Tous deux me déniaisent : « Vous verrez, il ne dit rien, c'est terrifiant, on va de silence en silence. Au bout de cinq minutes, vous n'avez qu'à repartir. On se demande pourquoi il sacrifie à ce rite, puisqu'il n'a rien à vous dire.»
Frey s'exécute. Bokanowski, avant de lui succéder, ne cache pas son anxiété. J'essaie de préparer un interrogatoire appropriéà la circonstance : si étendu est son clavier, mais si rigoureuses les règles pour en animer les touches.
« Ça va, dit Bokanowski en revenant, soulagé ; il est de bon poil. »
Gaston de Bonneval m'a prévenu : en train, en voiture ou en avion, « le Général s'ennuie. Il ne lit pas, les tressautements fatigueraient sa vue. Il aime bien causer. Mais il ne fait aucun effort. Celui qui arrive sans avoir rien à dire est aimablement congédié au bout de quelques minutes. Il faut sans cesse entretenir la conversation, comme on entretient un feu en mettant des bûches dans la cheminée. »
« Si je n'avais pas tendu la main aux communistes... »

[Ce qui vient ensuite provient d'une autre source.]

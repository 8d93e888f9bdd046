//! End-to-end scenarios: assemble a source program, load it at address
//! zero and step the engine.

use sparc_asm::{encode_words, Assembler};
use sparc_core::{psr, Engine, EngineConfig, Step};

fn load(source: &str) -> Engine {
    let mut assembler = Assembler::new();
    let words = assembler.assemble(source);
    assert!(
        !assembler.has_errors(),
        "assembly failed: {:?}",
        assembler.errors()
    );
    let mut engine = Engine::new(&EngineConfig {
        memory_size: 4096,
        ..EngineConfig::default()
    });
    engine.load_program(0, &encode_words(&words)).unwrap();
    engine
}

fn step_times(engine: &mut Engine, steps: usize) {
    for _ in 0..steps {
        assert_eq!(engine.step().unwrap(), Step::Executed);
    }
}

#[test]
fn sum_of_two_constants() {
    let mut engine = load(
        "set 0x5, %l0\n\
         set 0x7, %l1\n\
         add %l0, %l1, %l2\n",
    );
    step_times(&mut engine, 5);
    assert_eq!(engine.registers().read(18), 0x0000_000C);
    // The program runs off into filler afterwards.
    assert_eq!(engine.step().unwrap(), Step::Filler);
}

#[test]
fn subroutine_via_call_and_retl() {
    let mut engine = load(
        "call incr\n\
         nop\n\
         stop: ba stop\n\
         nop\n\
         incr: add %o0, 1, %o0\n\
         retl\n\
         nop\n",
    );
    engine.registers_mut().write(8, 0x10); // %o0
    step_times(&mut engine, 8);
    assert_eq!(engine.registers().read(8), 0x11, "increment ran exactly once");
    // Control sits in the stop loop: the delay-slot nop at word 3, about
    // to re-take the branch at word 2.
    assert_eq!(engine.pc(), 12);
    assert_eq!(engine.npc(), 8);
}

#[test]
fn signed_multiply_of_negatives() {
    let mut engine = load(
        "set -4, %l0\n\
         set -3, %l1\n\
         smulcc %l0, %l1, %l2\n",
    );
    step_times(&mut engine, 5);
    assert_eq!(engine.registers().read(16), 0xFFFF_FFFC);
    assert_eq!(engine.registers().read(17), 0xFFFF_FFFD);
    assert_eq!(engine.registers().read(18), 12);
    assert_eq!(engine.y().read(), 0);
    assert!(!engine.psr().flag(psr::ICC_N));
    assert!(!engine.psr().flag(psr::ICC_Z));
}

#[test]
fn window_excursion_hides_and_restores_values() {
    let mut engine = load(
        "set 0xAA, %o0\n\
         save\n\
         set 0xBB, %l0\n\
         restore\n",
    );
    step_times(&mut engine, 3); // set + save
    assert_eq!(
        engine.registers().read(24),
        0xAA,
        "caller outputs alias callee inputs"
    );
    step_times(&mut engine, 3); // set %l0 + restore
    assert_eq!(engine.registers().read(8), 0xAA);
    for n in 1..32 {
        assert_ne!(engine.registers().read(n), 0xBB, "register {n} leaked");
    }
}

#[test]
fn compare_and_branch_loop_counts_down() {
    // Count %l0 down from 5; %l1 tallies the iterations.
    let mut engine = load(
        "set 5, %l0\n\
         loop: dec %l0\n\
         inc %l1\n\
         cmp %l0, %g0\n\
         bne loop\n\
         nop\n\
         clrr %l2\n",
    );
    // 2 (set) + 5 iterations x 5 (dec/inc/cmp/bne/nop) + 1 (clrr)
    step_times(&mut engine, 28);
    assert_eq!(engine.registers().read(16), 0);
    assert_eq!(engine.registers().read(17), 5);
    assert_eq!(engine.step().unwrap(), Step::Filler);
}

#[test]
fn memory_round_trip_through_loads_and_stores() {
    let mut engine = load(
        "set 0x100, %l0\n\
         set 0x12345678, %l1\n\
         st %l1, [%l0+0]\n\
         ldub [%l0+3], %l2\n\
         ldsh [%l0+0], %l3\n\
         ld [%l0+0], %l4\n",
    );
    step_times(&mut engine, 8);
    assert_eq!(engine.memory().read_word(0x100).unwrap(), 0x1234_5678);
    assert_eq!(engine.registers().read(18), 0x78);
    assert_eq!(engine.registers().read(19), 0x1234);
    assert_eq!(engine.registers().read(20), 0x1234_5678);
}

#[test]
fn doubleword_store_and_load_pair() {
    let mut engine = load(
        "set 0x200, %l0\n\
         set 0x11112222, %o0\n\
         set 0x33334444, %o1\n\
         std %o0, [%l0+0]\n\
         ldd [%l0+0], %l2\n",
    );
    step_times(&mut engine, 8);
    assert_eq!(
        engine.memory().read_doubleword(0x200).unwrap(),
        0x1111_2222_3333_4444
    );
    assert_eq!(engine.registers().read(18), 0x1111_2222);
    assert_eq!(engine.registers().read(19), 0x3333_4444);
}

#[test]
fn annulled_branch_program_skips_its_delay_slot() {
    // %l0 stays clear because the bne,a delay slot is annulled when the
    // comparison succeeds (branch not taken).
    let mut engine = load(
        "cmp %g0, %g0\n\
         bnea nowhere\n\
         inc %l0\n\
         inc %l1\n\
         nowhere: nop\n",
    );
    step_times(&mut engine, 3);
    assert_eq!(engine.registers().read(16), 0, "annulled slot executed");
    assert_eq!(engine.registers().read(17), 1);
}

#[test]
fn division_leaves_quotient_and_remainder() {
    let mut engine = load(
        "set 100, %l0\n\
         set 7, %l1\n\
         udiv %l0, %l1, %l2\n\
         rd %y, %l3\n",
    );
    step_times(&mut engine, 6);
    assert_eq!(engine.registers().read(18), 14);
    assert_eq!(engine.registers().read(19), 2);
}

Le Général m'interroge sur mes impressions à propos du voyage en Limousin qui s'achève. Je réponds brièvement (quel intérêt ?). Aussitôt, je le questionne sur les communistes, qui y sont chez eux. Comment a-t-il pu faire alliance avec eux, pendant la guerre ?
GdG : « Grenier est venu à Londres me proposer leur ralliement. Vous savez, j'ai longtemps pesé le pour et le contre. Je voyais bien que ça comportait plus d'un inconvénient. Je risquais de les revigorer, alors qu'ils s'étaient déshonorés en 39-40. Il y avait ceux qui s'étaient solidarisés avec Moscou après le pacte germano-soviétique ; ils avaient été rejetés par la nation et même déchus de leurs mandats parlementaires par la Chambre du Front populaire. Il y avait ceux qui s'étaient désolidarisés de Moscou, mais qui avaient ensuite flirté avec Pétain. Il y avait ceux qui avaient demandé aux Allemands, après l'armistice, l'autorisation de faire reparaître L'Humanité...
« Et puis, je risquais de faire peur aux modérés, qu'il fallait bien rallier au gouvernement provisoire, même s'ils avaient soutenu Pétain. Il fallait que la Libération soit un élan d'union nationale. La droite nationale risquait d'être effarouchée par cette alliance d'opportunité (il n'a pas dit : opportuniste). On pouvait perdre d'un côté ce qu'on aurait gagné de l'autre.
« Mais en face, les avantages étaient tellement plus importants ! Nous allions pouvoir unifier la Résistance. Nous allions éviter que des maquis rivaux se combattent. Nous allions coordonner les actions au moment de la Libération. Nous allions instaurer notre autorité à mesure que les troupes alliées avanceraient. Nous pourrions faire rentrer les communistes dans le rang, s'ils avaient des velléités de rébellion. Nous allions posséder une carte maîtresse en face des Américains. Nous allions pouvoir tenir l'équilibre entre les alliés de l'Ouest et ceux de l'Est.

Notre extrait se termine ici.